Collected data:

____

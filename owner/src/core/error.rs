//! Error kinds surfaced by the record and store APIs.

/// Failures raised while turning caller input into a [`Person`](super::person::Person).
#[derive(Debug, thiserror::Error, PartialEq, Eq)]
pub enum OwnerError {
    /// The field-bag was not an object with string `firstName` / `lastName` keys.
    #[error("invalid argument: {0}")]
    InvalidArgument(String),
}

____

*Instructions to follow*:
Exact copies of the lines from the one containing "#[derive(Debug, thiserror::Error, PartialEq, Eq)]" through the final line of the records are all the answer should hold.

*Written response*:
#[derive(Debug, thiserror::Error, PartialEq, Eq)]
pub enum OwnerError {
    /// The field-bag was not an object with string `firstName` / `lastName` keys.
    #[error("invalid argument: {0}")]
    InvalidArgument(String),
}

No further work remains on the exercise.